PROBLEM DETAILS
A bare count is the expected answer, namely the number of lines in the records that have the word "bought".

ENTRIES PROVIDED
-------
//! Feed purchases and feed usage

use chrono::NaiveDate;
use serde::{Deserialize, Serialize};

use super::{latest_batch, optional_text, require, require_positive, ChickenIntake};
use crate::error::ValidationError;
use crate::journal::Journal;

pub const DEFAULT_FEED_TYPE: &str = "成長期飼料";
pub const DEFAULT_FEED_SUPPLIER: &str = "農友飼料行";

/// Batch number for feed bought on `date`, e.g. `F20240315`
pub fn feed_batch_number_for(date: NaiveDate) -> String {
    format!("F{}", date.format("%Y%m%d"))
}

/// Feed bought from a supplier; quantities in kilograms
#[derive(Debug, Clone, Serialize, Deserialize, PartialEq)]
#[serde(rename_all = "camelCase")]
pub struct FeedPurchase {
    pub purchase_date: NaiveDate,
    pub batch_number: String,
    pub feed_type: String,
    pub quantity: f64,
    pub supplier: String,
    pub unit_price: f64,
    pub total_amount: f64,
    #[serde(default, skip_serializing_if = "Option::is_none")]
    pub notes: Option<String>,
}

/// Feed given to a chicken batch
#[derive(Debug, Clone, Serialize, Deserialize, PartialEq)]
#[serde(rename_all = "camelCase")]
pub struct FeedUsage {
    pub usage_date: NaiveDate,
    /// Feed batch the feed came from
    pub batch_number: String,
    pub chicken_batch: String,
    pub feed_type: String,
    pub quantity: f64,
    #[serde(default, skip_serializing_if = "Option::is_none")]
    pub notes: Option<String>,
}

#[derive(Debug, Clone, PartialEq)]
pub struct FeedPurchaseForm {
    pub purchase_date: NaiveDate,
    pub batch_number: String,
    pub feed_type: String,
    pub quantity: f64,
    pub supplier: String,
    pub unit_price: f64,
    pub notes: String,
}

impl FeedPurchaseForm {
    pub fn new(today: NaiveDate) -> Self {
        Self {
            purchase_date: today,
            batch_number: feed_batch_number_for(today),
            feed_type: DEFAULT_FEED_TYPE.to_string(),
            quantity: 500.0,
            supplier: DEFAULT_FEED_SUPPLIER.to_string(),
            unit_price: 15.0,
            notes: String::new(),
        }
    }

    pub fn total_amount(&self) -> f64 {
        self.quantity * self.unit_price
    }

    pub fn validate(&self) -> Result<(), ValidationError> {
        require("Batch number", &self.batch_number)?;
        require("Feed type", &self.feed_type)?;
        require("Supplier", &self.supplier)?;
        require_positive("Quantity", self.quantity)?;
        require_positive("Unit price", self.unit_price)
    }

    pub fn submit(&self) -> Result<FeedPurchase, ValidationError> {
        self.validate()?;
        Ok(FeedPurchase {
            purchase_date: self.purchase_date,
            batch_number: self.batch_number.trim().to_string(),
            feed_type: self.feed_type.clone(),
            quantity: self.quantity,
            supplier: self.supplier.clone(),
            unit_price: self.unit_price,
            total_amount: self.total_amount(),
            notes: optional_text(&self.notes),
        })
    }
}

#[derive(Debug, Clone, PartialEq)]
pub struct FeedUsageForm {
    pub usage_date: NaiveDate,
    pub batch_number: String,
    pub chicken_batch: String,
    pub feed_type: String,
    pub quantity: f64,
    pub notes: String,
}

impl FeedUsageForm {
    /// Fresh form drawing from the newest feed batch for the newest chickens
    pub fn new(
        today: NaiveDate,
        purchases: &Journal<FeedPurchase>,
        intakes: &Journal<ChickenIntake>,
    ) -> Self {
        let latest = purchases.latest().map(|e| &e.data);
        Self {
            usage_date: today,
            batch_number: latest.map(|p| p.batch_number.clone()).unwrap_or_default(),
            chicken_batch: latest_batch(intakes),
            feed_type: latest
                .map(|p| p.feed_type.clone())
                .unwrap_or_else(|| DEFAULT_FEED_TYPE.to_string()),
            quantity: 50.0,
            notes: String::new(),
        }
    }

    pub fn validate(&self) -> Result<(), ValidationError> {
        require("Feed batch", &self.batch_number)?;
        require("Chicken batch", &self.chicken_batch)?;
        require("Feed type", &self.feed_type)?;
        require_positive("Quantity", self.quantity)
    }

    pub fn submit(&self) -> Result<FeedUsage, ValidationError> {
        self.validate()?;
        Ok(FeedUsage {
            usage_date: self.usage_date,
            batch_number: self.batch_number.trim().to_string(),
            chicken_batch: self.chicken_batch.trim().to_string(),
            feed_type: self.feed_type.clone(),
            quantity: self.quantity,
            notes: optional_text(&self.notes),
        })
    }
}

/// Kilograms bought minus kilograms used
pub fn feed_stock(purchases: &Journal<FeedPurchase>, usages: &Journal<FeedUsage>) -> f64 {
    let bought: f64 = purchases.entries().iter().map(|e| e.data.quantity).sum();
    let used: f64 = usages.entries().iter().map(|e| e.data.quantity).sum();
    bought - used
}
-------
RESULT FOR THIS TASK
5